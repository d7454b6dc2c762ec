//! Prometheus metrics

use std::time::Duration;

/// Latency metric types
#[derive(Debug, Clone, Copy)]
pub enum LatencyMetric {
    /// One ticker: fetch, detect, grade
    TickerScan,
    /// One batch of tickers
    BatchScan,
    /// Continuity pass over a batch of signals
    ContinuityBatch,
}

/// Gauge metric types
#[derive(Debug, Clone, Copy)]
pub enum GaugeMetric {
    /// Graded signals before the per-ticker cap
    CandidateSignals,
    /// Signals kept after the cap
    KeptSignals,
    /// Share of the last batch that was rate limited
    RateLimitedFraction,
    /// Active signals in the store
    ActiveSignals,
}

/// Counter metric types
#[derive(Debug, Clone, Copy)]
pub enum CounterMetric {
    Detections,
    SpreadAnnotations,
    SignalsGraded,
    SignalsFiltered,
    TickersRateLimited,
    TickersUnavailable,
    TickersFailed,
    ContinuityCreated,
    ContinuityUpdated,
    ContinuityFailed,
    SignalsDeactivated,
}

fn latency_name(metric: LatencyMetric) -> &'static str {
    match metric {
        LatencyMetric::TickerScan => "uflow_ticker_scan_latency_ms",
        LatencyMetric::BatchScan => "uflow_batch_scan_latency_ms",
        LatencyMetric::ContinuityBatch => "uflow_continuity_batch_latency_ms",
    }
}

fn gauge_name(metric: GaugeMetric) -> &'static str {
    match metric {
        GaugeMetric::CandidateSignals => "uflow_candidate_signals",
        GaugeMetric::KeptSignals => "uflow_kept_signals",
        GaugeMetric::RateLimitedFraction => "uflow_rate_limited_fraction",
        GaugeMetric::ActiveSignals => "uflow_active_signals",
    }
}

fn counter_name(metric: CounterMetric) -> &'static str {
    match metric {
        CounterMetric::Detections => "uflow_detections_total",
        CounterMetric::SpreadAnnotations => "uflow_spread_annotations_total",
        CounterMetric::SignalsGraded => "uflow_signals_graded_total",
        CounterMetric::SignalsFiltered => "uflow_signals_filtered_total",
        CounterMetric::TickersRateLimited => "uflow_tickers_rate_limited_total",
        CounterMetric::TickersUnavailable => "uflow_tickers_unavailable_total",
        CounterMetric::TickersFailed => "uflow_tickers_failed_total",
        CounterMetric::ContinuityCreated => "uflow_continuity_created_total",
        CounterMetric::ContinuityUpdated => "uflow_continuity_updated_total",
        CounterMetric::ContinuityFailed => "uflow_continuity_failed_total",
        CounterMetric::SignalsDeactivated => "uflow_signals_deactivated_total",
    }
}

/// Record a latency measurement
pub fn record_latency(metric: LatencyMetric, duration: Duration) {
    let metric_name = latency_name(metric);
    ::metrics::histogram!(metric_name).record(duration.as_secs_f64() * 1000.0);
    tracing::trace!(
        metric = metric_name,
        value_ms = duration.as_millis() as u64,
        "Recording latency"
    );
}

/// Set a gauge value
pub fn set_gauge(metric: GaugeMetric, value: f64) {
    ::metrics::gauge!(gauge_name(metric)).set(value);
}

/// Increment a counter
pub fn increment_counter(metric: CounterMetric, value: u64) {
    ::metrics::counter!(counter_name(metric)).increment(value);
}

/// Increment a counter under a `kind` label
pub fn increment_labeled(metric: CounterMetric, kind: &'static str, value: u64) {
    ::metrics::counter!(counter_name(metric), "kind" => kind).increment(value);
}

* [YOUR INSTRUCTIONS]:
Print every record above exactly as written.

* [REPLY TO THE EXERCISE]:
repository d7454b6dc2c762ec
//! Prometheus metrics

use std::time::Duration;

/// Latency metric types
#[derive(Debug, Clone, Copy)]
pub enum LatencyMetric {
    /// One ticker: fetch, detect, grade
    TickerScan,
    /// One batch of tickers
    BatchScan,
    /// Continuity pass over a batch of signals
    ContinuityBatch,
}

/// Gauge metric types
#[derive(Debug, Clone, Copy)]
pub enum GaugeMetric {
    /// Graded signals before the per-ticker cap
    CandidateSignals,
    /// Signals kept after the cap
    KeptSignals,
    /// Share of the last batch that was rate limited
    RateLimitedFraction,
    /// Active signals in the store
    ActiveSignals,
}

/// Counter metric types
#[derive(Debug, Clone, Copy)]
pub enum CounterMetric {
    Detections,
    SpreadAnnotations,
    SignalsGraded,
    SignalsFiltered,
    TickersRateLimited,
    TickersUnavailable,
    TickersFailed,
    ContinuityCreated,
    ContinuityUpdated,
    ContinuityFailed,
    SignalsDeactivated,
}

fn latency_name(metric: LatencyMetric) -> &'static str {
    match metric {
        LatencyMetric::TickerScan => "uflow_ticker_scan_latency_ms",
        LatencyMetric::BatchScan => "uflow_batch_scan_latency_ms",
        LatencyMetric::ContinuityBatch => "uflow_continuity_batch_latency_ms",
    }
}

fn gauge_name(metric: GaugeMetric) -> &'static str {
    match metric {
        GaugeMetric::CandidateSignals => "uflow_candidate_signals",
        GaugeMetric::KeptSignals => "uflow_kept_signals",
        GaugeMetric::RateLimitedFraction => "uflow_rate_limited_fraction",
        GaugeMetric::ActiveSignals => "uflow_active_signals",
    }
}

fn counter_name(metric: CounterMetric) -> &'static str {
    match metric {
        CounterMetric::Detections => "uflow_detections_total",
        CounterMetric::SpreadAnnotations => "uflow_spread_annotations_total",
        CounterMetric::SignalsGraded => "uflow_signals_graded_total",
        CounterMetric::SignalsFiltered => "uflow_signals_filtered_total",
        CounterMetric::TickersRateLimited => "uflow_tickers_rate_limited_total",
        CounterMetric::TickersUnavailable => "uflow_tickers_unavailable_total",
        CounterMetric::TickersFailed => "uflow_tickers_failed_total",
        CounterMetric::ContinuityCreated => "uflow_continuity_created_total",
        CounterMetric::ContinuityUpdated => "uflow_continuity_updated_total",
        CounterMetric::ContinuityFailed => "uflow_continuity_failed_total",
        CounterMetric::SignalsDeactivated => "uflow_signals_deactivated_total",
    }
}

/// Record a latency measurement
pub fn record_latency(metric: LatencyMetric, duration: Duration) {
    let metric_name = latency_name(metric);
    ::metrics::histogram!(metric_name).record(duration.as_secs_f64() * 1000.0);
    tracing::trace!(
        metric = metric_name,
        value_ms = duration.as_millis() as u64,
        "Recording latency"
    );
}

/// Set a gauge value
pub fn set_gauge(metric: GaugeMetric, value: f64) {
    ::metrics::gauge!(gauge_name(metric)).set(value);
}

/// Increment a counter
pub fn increment_counter(metric: CounterMetric, value: u64) {
    ::metrics::counter!(counter_name(metric)).increment(value);
}

/// Increment a counter under a `kind` label
pub fn increment_labeled(metric: CounterMetric, kind: &'static str, value: u64) {
    ::metrics::counter!(counter_name(metric), "kind" => kind).increment(value);
}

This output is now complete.